The reason char ** -> const char** is a "dangerous" conversion is the following code:
const char immutable[] = "don't modify this";
void get_immutable_str(const char **p) {
*p = immutable;
return;
}
int main() {
char *ptr;
get_immutable_str(&ptr); // <--- here is the dangerous conversion
ptr[0] = 0;
}
The above code attempts to modify a non-modifiable object (the global array of const char), which is undefined behavior. There is no other candidate in this code for something to define as "bad", so const-safety dictates that the pointer conversion is bad.
C does not forbid the conversion, but gcc warns you that it's bad. FYI, C++ does forbid the conversion, it has stricter const-safety than C.
I would have used a string literal for the example, except that string literals in C are "dangerous" to begin with -- you're not allowed to modify them but they have type array-of-char rather than array-of-const char. This is for historical reasons.

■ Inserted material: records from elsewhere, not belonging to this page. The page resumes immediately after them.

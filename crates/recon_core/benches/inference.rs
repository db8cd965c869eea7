//! Merge and inference benchmarks for recon_core.
//!
//! Run with: `cargo bench -p recon_core`

// Benchmark binaries don't need docs on macro-generated functions
#![allow(missing_docs)]

use criterion::{black_box, criterion_group, criterion_main, Criterion};
use recon_core::prelude::*;
use recon_test_utils::fixtures::{hidden, registry, unit, ALICE, BOB};

const TURNS: u32 = 100;
const BUILDS_PER_TURN: u64 = 4;

/// A long match where every other build is only discovered a turn later.
fn synthetic_match() -> Vec<(Vec<UnitFields>, Vec<ActionEvent>)> {
    let mut next_id = 1;
    let mut turns = Vec::new();
    for turn in 0..TURNS {
        let owner = if turn % 2 == 0 { ALICE } else { BOB };
        let mut visible = Vec::new();
        let mut actions = Vec::new();
        for _ in 0..BUILDS_PER_TURN {
            if next_id % 2 == 0 {
                actions.push(ActionEvent::Build(unit(next_id, owner, "Tank")));
            } else {
                visible.push(hidden(next_id));
            }
            next_id += 1;
        }
        turns.push((visible, actions));
    }
    turns
}

fn reconstruct_match(turns: &[(Vec<UnitFields>, Vec<ActionEvent>)]) -> UnitRegistry {
    let mut registry = registry();
    for (turn, (visible, actions)) in turns.iter().enumerate() {
        registry.merge(turn as u32, visible, actions);
    }
    infer(&mut registry, TURNS - 1);
    registry
}

/// Runs merge and inference benchmarks for the recon_core crate.
pub fn inference_benchmark(c: &mut Criterion) {
    let turns = synthetic_match();
    c.bench_function("merge_and_infer_100_turns", |b| {
        b.iter(|| black_box(reconstruct_match(black_box(&turns))));
    });

    let merged = reconstruct_match(&turns);
    let costs = CostResolver::standard();
    c.bench_function("aggregate_100_turns", |b| {
        b.iter(|| {
            let groups = aggregate(black_box(&merged), &costs, &ReportFilter::All);
            black_box(groups.map(Iterator::count))
        });
    });
}

criterion_group!(benches, inference_benchmark);
criterion_main!(benches);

I thought a pointer to an address can always be casted to a const pointer
A pointer-to-non-const-T can be converted to a pointer-to-const-T. char ** -> const char** isn't an example of that pattern, because if T is char * then const T is char * const, not const char * (at this point it's probably worthwhile not writing the const on the left any more: write char const * and you won't expect it to be the same as T const where T is char *).
You can safely convert char ** to char * const *, and (for reasons that require a little more than just the simple rule) you can safely convert char ** to char const * const *.
The key is that not the pointer is const. To declare a const pointer, use char *const ptr; or to declare a const pointer to a const pointer, char *const *const ptr;. const char **ptr is a pointer to pointer to const char.
Actually if there is a function that accepts a const char** and you pass a char** , this can lead to a problematic situation and viceversa.
In your specific case you expect that the memory is immutable, but it's not immutable and may change at any time. In a multithreading environment you would expect this memory to be thread safe, and as long as it's living in the stack or heap, you wouldn't need a mutex to access to it.
All this is oriented to avoiding errors, but if you are sure that this wouldn't lead to an error you can simply cast the pointer to const char** .
You cannot pass char ** into const char ** because the compiler cannot guarantee const correctness.
Suppose you had the following code (and it compiled):
void foo(const char **ppc, const char* pc)
{
*ppc = pc; // Assign const char* to const char*
}
void bar()
{
const char c = 'x';
char* pc;
foo(&pc, &c); // Illegal; converting const char* to const char**. Will set p == &c
*pc = 'X'; // Ooops! That changed c.
}
See here for the same example without the function calls.